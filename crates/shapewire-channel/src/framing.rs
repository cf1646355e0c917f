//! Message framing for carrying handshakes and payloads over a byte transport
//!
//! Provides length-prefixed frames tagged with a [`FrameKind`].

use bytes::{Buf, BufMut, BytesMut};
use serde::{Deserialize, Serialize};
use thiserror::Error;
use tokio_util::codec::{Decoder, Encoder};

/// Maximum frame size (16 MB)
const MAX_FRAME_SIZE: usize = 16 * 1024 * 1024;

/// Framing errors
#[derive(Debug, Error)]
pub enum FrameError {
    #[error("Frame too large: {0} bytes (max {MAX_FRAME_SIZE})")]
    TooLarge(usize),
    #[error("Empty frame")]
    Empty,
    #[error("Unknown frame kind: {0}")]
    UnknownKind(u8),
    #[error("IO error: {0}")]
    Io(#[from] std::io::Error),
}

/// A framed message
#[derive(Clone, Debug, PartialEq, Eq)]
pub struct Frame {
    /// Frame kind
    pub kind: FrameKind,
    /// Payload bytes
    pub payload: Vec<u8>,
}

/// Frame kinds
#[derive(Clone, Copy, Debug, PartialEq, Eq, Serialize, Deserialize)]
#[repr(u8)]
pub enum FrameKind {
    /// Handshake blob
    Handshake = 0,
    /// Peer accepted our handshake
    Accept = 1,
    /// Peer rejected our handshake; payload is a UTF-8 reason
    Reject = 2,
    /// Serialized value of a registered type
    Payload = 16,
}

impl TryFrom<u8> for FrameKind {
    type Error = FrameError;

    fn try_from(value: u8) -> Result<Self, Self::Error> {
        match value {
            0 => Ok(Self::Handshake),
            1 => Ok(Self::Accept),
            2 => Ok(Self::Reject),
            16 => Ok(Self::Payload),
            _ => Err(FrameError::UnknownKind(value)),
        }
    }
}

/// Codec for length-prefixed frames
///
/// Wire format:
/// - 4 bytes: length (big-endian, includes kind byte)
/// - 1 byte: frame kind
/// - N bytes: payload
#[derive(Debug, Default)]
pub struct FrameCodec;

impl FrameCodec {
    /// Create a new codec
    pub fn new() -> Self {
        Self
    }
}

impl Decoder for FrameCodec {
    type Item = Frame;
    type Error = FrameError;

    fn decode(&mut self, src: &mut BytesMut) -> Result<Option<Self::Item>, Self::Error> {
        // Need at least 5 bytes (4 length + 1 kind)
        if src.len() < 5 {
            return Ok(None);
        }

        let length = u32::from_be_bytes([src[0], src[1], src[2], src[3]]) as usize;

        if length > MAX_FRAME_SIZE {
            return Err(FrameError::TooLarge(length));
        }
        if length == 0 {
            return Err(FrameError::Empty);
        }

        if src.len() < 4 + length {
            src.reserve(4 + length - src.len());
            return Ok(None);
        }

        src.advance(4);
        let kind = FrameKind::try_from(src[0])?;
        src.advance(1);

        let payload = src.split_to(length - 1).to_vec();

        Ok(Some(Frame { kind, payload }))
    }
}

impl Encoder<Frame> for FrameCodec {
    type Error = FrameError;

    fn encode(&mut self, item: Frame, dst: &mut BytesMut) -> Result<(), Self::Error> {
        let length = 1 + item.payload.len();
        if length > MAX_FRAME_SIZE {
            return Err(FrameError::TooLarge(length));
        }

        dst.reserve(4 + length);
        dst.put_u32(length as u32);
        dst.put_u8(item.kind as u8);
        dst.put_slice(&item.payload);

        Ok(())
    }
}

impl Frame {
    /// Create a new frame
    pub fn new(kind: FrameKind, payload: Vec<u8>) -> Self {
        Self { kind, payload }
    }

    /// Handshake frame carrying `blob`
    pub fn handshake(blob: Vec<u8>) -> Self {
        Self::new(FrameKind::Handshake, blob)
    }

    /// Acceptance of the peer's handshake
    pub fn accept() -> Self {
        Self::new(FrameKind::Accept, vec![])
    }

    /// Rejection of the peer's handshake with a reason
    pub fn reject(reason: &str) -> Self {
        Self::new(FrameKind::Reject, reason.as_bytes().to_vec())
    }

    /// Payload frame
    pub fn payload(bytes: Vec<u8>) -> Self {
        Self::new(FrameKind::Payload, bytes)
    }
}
◇ ◇ ◇ ◇ ◇ ◇ ◇
■ BRIEF: From the records above, show each line that contains the word "Debug".

■ THE COMPLETED TASK:
#[derive(Debug, Error)]
#[derive(Clone, Debug, PartialEq, Eq)]
#[derive(Clone, Copy, Debug, PartialEq, Eq, Serialize, Deserialize)]
#[derive(Debug, Default)]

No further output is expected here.